The Corsi Block Tapping test (Milner, 1971; Corsi, 1972) has been widely used in cognitive psychology and in clinical neuropsychology to measure visuo-spatial memory (e.g., Kessels, de Haan, Kappelle, & Postma, 2003; Vandierendonck, Kemps, Fastame, & Szmalec, 2004) usually within the framework provided by the working memory model (Baddeley & Hitch, 1974). The standard apparatus consists of identical blocks irregularly arranged on a board. According to the standard administration procedure, but procedures vary widely among authors, the examiner taps on the blocks in randomized sequences of increasing length. The subject has to immediately reproduce each sequence, continuing until no longer accurate. Performance is measured as the longest sequence of blocks that is correctly reproduced.

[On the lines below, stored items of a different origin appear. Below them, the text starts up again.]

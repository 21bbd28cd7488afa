//! Application layer managing state and business workflows.
//!
//! This module coordinates between the domain layer and presentation layer,
//! managing the cycle store, the TUI shell state, and user interactions.

pub mod store;
pub mod state;

pub use store::*;
pub use state::*;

Notwithstanding Baddeley (2001) reported the CBT as the task that is most closely related to the visuo-spatial short term memory, it is still not clear what of the two components, visual or spatial, it actually measures (Berch, Krikorian, & Huha, 1998; Quinn, 2008). This issue is relevant, since studies of both healthy individuals and brain-damaged patients demonstrated dissociable visual and spatial memory systems in humans (Klauer & Zhao, 2004; Carlesimo, Perri, Turriziani, Tomaiuolo, & Caltagirone, 2001). Such a fractionation of the visuo-spatial working memory is in fair agreement with evidence in primates of separate processing streams for visual and spatial features of objects (e.g., Goodale & Milner, 1992). Indeed, it has been proposed in both primates and humans that the dorsal visual system supports spatial working memory functions, and that the ventral visual system supports visual working memory for features of objects (e.g., Goldman-Rakic, 1987).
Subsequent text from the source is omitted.